ACTIVITY —
Copy each line below that has "DepartmentSummary".

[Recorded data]
- - - - - - -

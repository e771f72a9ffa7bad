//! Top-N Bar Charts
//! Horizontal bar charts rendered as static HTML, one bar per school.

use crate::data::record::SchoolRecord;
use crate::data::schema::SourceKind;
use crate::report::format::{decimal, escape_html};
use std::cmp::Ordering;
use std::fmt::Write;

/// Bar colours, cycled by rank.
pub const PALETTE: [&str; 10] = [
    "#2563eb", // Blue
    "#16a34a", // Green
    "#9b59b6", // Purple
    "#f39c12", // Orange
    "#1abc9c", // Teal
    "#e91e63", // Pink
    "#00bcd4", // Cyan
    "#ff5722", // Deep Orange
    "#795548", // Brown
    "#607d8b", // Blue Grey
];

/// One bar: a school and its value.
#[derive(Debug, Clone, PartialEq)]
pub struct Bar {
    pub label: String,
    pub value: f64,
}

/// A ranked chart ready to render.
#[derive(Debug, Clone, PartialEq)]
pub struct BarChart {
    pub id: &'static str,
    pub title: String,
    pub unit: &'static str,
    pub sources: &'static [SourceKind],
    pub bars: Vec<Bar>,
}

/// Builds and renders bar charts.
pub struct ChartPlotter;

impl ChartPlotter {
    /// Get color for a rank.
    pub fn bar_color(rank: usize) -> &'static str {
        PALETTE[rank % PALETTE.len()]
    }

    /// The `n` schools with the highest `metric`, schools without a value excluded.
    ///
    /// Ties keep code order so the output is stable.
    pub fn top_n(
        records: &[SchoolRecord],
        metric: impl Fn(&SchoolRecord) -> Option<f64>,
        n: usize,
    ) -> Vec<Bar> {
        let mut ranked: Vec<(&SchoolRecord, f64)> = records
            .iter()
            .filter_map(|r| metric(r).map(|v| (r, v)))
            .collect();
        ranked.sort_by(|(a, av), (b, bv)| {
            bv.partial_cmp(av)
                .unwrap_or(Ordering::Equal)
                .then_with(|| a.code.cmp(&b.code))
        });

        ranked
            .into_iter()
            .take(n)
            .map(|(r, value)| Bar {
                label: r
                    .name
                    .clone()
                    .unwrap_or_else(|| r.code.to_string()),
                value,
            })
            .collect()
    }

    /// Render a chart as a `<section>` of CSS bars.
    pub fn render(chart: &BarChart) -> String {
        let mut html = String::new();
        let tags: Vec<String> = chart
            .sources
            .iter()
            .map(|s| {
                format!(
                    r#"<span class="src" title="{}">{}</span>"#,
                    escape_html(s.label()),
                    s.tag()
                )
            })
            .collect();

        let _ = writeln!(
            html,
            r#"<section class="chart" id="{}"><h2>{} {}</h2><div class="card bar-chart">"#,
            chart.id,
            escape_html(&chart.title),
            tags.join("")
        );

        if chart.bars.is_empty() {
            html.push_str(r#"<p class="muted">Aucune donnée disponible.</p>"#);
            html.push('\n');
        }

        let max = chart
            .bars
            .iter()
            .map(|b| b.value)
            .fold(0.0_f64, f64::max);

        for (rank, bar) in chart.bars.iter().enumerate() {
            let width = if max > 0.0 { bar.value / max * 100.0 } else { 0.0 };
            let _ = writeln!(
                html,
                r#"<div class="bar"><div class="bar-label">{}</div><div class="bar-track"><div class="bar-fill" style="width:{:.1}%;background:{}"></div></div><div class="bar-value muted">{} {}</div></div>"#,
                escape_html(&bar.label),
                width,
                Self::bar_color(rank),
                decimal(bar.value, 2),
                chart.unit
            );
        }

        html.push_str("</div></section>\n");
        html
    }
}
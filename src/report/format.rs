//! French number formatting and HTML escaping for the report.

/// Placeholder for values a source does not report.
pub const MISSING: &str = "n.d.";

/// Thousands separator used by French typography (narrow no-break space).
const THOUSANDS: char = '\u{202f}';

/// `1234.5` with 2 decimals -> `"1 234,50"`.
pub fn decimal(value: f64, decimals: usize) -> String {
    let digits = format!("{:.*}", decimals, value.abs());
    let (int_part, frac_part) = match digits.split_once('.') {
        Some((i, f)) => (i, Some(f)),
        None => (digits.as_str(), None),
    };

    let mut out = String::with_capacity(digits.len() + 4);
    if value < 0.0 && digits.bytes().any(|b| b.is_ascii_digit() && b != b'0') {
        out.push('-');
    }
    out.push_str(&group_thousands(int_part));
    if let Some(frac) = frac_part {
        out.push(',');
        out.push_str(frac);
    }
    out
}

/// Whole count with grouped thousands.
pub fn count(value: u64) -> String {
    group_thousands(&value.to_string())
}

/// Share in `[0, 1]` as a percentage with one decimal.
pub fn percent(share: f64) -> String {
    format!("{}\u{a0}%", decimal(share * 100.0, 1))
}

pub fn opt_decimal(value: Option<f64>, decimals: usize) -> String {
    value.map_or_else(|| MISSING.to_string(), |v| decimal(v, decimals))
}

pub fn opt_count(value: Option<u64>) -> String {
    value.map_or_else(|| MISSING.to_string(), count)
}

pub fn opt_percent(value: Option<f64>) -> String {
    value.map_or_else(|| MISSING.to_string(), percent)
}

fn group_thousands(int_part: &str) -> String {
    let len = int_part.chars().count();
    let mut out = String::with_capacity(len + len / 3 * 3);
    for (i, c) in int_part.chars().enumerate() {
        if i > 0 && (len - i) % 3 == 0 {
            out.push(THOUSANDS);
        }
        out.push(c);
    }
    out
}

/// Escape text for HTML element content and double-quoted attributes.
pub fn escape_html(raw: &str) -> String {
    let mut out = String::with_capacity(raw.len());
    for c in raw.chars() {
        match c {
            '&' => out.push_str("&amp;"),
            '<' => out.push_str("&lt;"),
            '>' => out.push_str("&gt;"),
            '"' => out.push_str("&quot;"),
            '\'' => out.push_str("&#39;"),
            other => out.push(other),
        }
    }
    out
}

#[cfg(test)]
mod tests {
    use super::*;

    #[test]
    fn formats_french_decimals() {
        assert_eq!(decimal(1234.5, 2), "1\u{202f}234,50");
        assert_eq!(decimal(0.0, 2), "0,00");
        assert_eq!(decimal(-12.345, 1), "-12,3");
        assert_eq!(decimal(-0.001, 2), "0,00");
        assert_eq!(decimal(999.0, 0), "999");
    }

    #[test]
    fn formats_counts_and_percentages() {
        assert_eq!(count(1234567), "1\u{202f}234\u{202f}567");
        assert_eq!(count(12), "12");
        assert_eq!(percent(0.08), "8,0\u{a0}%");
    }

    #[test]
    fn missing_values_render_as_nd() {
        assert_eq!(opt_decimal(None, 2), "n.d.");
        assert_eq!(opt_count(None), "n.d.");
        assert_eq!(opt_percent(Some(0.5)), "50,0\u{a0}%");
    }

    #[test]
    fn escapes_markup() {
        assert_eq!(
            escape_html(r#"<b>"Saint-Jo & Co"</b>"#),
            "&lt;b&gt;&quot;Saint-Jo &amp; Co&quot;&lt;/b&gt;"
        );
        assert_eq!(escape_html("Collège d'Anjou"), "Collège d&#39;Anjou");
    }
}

- - - - - - -

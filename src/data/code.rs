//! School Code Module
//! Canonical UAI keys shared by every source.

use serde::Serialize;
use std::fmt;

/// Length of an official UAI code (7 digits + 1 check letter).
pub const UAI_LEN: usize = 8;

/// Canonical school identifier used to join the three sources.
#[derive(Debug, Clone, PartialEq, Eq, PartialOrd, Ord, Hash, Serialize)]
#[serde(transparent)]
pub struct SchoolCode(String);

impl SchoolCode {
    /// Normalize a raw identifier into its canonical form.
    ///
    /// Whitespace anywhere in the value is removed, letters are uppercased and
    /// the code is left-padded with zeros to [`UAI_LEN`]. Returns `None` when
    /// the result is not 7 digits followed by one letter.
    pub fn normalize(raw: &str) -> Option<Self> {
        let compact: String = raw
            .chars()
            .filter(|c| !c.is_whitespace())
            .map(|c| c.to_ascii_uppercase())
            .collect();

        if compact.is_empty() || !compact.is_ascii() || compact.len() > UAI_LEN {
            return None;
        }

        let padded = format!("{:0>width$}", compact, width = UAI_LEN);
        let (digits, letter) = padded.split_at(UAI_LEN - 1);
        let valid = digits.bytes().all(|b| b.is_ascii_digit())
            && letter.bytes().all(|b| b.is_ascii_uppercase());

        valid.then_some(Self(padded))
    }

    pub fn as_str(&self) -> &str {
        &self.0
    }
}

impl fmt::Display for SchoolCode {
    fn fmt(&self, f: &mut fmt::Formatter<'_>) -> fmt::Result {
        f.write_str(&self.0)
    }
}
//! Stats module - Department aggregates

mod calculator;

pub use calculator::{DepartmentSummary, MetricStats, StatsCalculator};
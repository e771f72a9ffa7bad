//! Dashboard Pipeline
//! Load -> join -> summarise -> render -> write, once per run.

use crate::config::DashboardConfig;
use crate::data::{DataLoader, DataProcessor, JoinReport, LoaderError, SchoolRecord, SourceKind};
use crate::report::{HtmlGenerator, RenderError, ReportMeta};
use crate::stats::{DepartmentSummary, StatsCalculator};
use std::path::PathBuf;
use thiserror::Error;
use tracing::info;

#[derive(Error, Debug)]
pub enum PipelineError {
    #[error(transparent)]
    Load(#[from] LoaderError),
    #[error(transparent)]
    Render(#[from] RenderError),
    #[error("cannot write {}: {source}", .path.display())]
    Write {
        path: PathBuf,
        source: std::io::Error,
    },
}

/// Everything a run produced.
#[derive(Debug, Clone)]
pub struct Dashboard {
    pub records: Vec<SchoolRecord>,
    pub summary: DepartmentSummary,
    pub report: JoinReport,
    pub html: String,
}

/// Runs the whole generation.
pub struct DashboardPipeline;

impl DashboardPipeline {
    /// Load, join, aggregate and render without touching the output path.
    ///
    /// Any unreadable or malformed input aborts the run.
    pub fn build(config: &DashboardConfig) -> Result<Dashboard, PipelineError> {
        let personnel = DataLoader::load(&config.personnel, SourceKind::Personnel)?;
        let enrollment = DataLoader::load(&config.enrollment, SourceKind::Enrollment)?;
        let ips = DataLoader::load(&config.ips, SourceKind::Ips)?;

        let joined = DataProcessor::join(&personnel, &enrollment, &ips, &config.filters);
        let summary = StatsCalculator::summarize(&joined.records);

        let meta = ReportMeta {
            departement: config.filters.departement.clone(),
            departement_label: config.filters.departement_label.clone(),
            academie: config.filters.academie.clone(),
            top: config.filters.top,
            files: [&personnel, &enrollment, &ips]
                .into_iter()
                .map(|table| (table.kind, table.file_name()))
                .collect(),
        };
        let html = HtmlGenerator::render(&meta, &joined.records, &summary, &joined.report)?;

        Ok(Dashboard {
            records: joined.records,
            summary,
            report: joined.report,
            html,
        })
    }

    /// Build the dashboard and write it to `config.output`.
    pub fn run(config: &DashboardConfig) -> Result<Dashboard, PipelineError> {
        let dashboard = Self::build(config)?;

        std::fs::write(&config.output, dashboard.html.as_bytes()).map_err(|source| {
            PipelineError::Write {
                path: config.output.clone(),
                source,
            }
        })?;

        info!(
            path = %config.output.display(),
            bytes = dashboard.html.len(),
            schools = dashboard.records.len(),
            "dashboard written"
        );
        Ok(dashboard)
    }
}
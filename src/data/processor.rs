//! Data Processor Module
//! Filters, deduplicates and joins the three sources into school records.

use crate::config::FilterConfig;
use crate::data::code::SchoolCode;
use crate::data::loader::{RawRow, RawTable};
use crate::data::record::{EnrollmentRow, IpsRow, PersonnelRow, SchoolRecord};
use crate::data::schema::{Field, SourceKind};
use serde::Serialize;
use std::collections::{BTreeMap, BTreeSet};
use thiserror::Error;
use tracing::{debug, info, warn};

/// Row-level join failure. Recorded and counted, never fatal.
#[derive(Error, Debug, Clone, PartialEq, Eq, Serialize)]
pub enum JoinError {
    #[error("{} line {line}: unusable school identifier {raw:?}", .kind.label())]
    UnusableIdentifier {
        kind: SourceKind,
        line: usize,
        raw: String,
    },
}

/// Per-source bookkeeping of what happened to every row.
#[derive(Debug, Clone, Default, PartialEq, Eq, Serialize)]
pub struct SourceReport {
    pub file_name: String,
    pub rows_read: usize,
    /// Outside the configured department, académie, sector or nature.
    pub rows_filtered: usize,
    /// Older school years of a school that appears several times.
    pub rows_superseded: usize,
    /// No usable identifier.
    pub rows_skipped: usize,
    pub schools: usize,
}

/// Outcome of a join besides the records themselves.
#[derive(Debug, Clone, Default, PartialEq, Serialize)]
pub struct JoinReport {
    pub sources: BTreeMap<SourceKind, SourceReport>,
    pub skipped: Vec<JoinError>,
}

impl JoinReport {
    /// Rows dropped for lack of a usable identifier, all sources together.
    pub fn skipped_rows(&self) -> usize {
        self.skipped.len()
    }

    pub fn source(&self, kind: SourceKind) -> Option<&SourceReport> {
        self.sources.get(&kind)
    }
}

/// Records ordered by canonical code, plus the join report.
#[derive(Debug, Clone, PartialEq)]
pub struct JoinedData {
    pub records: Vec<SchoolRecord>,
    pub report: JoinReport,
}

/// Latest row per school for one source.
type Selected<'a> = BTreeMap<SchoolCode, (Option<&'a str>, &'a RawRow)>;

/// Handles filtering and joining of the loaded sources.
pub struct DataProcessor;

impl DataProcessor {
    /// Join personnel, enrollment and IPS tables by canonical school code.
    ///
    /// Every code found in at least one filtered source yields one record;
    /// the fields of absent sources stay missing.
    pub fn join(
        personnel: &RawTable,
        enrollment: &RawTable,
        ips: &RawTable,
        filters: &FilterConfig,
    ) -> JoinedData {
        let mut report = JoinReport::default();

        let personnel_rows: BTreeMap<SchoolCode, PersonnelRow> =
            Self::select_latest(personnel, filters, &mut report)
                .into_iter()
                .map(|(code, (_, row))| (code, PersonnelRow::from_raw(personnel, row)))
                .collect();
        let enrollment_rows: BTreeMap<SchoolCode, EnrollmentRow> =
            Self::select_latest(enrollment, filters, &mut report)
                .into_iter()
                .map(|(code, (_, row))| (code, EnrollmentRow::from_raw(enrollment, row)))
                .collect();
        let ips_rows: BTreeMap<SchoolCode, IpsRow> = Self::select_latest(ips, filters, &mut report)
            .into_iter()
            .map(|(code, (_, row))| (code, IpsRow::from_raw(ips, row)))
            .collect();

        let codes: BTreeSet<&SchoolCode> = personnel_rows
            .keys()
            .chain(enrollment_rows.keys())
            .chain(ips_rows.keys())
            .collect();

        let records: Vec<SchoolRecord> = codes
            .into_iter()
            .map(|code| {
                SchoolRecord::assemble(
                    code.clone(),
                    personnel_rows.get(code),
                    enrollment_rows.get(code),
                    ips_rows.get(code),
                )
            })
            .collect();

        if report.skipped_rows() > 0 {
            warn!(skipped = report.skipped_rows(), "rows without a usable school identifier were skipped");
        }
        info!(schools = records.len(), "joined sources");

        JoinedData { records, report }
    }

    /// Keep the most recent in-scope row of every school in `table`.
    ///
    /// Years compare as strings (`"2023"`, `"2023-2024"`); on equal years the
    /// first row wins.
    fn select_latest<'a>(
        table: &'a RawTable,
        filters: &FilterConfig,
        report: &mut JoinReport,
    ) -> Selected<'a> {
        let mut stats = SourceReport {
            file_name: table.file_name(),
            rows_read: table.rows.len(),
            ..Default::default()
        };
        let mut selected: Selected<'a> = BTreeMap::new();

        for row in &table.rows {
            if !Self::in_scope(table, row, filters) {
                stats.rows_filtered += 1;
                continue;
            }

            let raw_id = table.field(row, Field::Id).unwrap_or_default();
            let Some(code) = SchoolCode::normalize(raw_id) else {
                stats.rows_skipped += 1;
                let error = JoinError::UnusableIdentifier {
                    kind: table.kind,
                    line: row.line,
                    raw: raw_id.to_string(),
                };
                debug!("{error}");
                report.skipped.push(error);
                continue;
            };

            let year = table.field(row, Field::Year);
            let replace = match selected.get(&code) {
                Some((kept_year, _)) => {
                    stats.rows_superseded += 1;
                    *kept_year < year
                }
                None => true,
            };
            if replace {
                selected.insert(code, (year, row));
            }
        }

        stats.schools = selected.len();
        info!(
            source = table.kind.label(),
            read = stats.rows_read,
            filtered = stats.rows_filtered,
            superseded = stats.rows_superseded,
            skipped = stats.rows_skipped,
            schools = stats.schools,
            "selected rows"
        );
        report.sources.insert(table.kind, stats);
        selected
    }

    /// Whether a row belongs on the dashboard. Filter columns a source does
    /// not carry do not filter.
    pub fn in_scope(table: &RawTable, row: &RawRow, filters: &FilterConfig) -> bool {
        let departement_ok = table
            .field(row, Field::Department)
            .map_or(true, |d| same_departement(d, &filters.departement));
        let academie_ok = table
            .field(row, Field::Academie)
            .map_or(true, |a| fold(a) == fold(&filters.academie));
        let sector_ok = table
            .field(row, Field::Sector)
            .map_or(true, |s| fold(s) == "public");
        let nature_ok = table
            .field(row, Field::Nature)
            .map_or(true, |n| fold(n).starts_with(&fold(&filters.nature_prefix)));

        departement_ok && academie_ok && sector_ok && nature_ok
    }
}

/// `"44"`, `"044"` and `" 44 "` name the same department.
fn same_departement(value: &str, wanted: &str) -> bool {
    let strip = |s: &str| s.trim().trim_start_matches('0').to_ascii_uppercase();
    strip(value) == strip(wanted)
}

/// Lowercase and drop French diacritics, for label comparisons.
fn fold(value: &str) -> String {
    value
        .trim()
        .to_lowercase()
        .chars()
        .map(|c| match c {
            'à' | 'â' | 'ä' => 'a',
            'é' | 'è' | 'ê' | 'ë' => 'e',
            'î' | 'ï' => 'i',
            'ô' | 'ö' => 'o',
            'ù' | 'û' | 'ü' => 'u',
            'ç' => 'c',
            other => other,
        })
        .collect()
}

- - - - - - -

EXERCISE ANSWER —
pub use calculator::{DepartmentSummary, MetricStats, StatsCalculator};
use crate::stats::{DepartmentSummary, StatsCalculator};
    pub summary: DepartmentSummary,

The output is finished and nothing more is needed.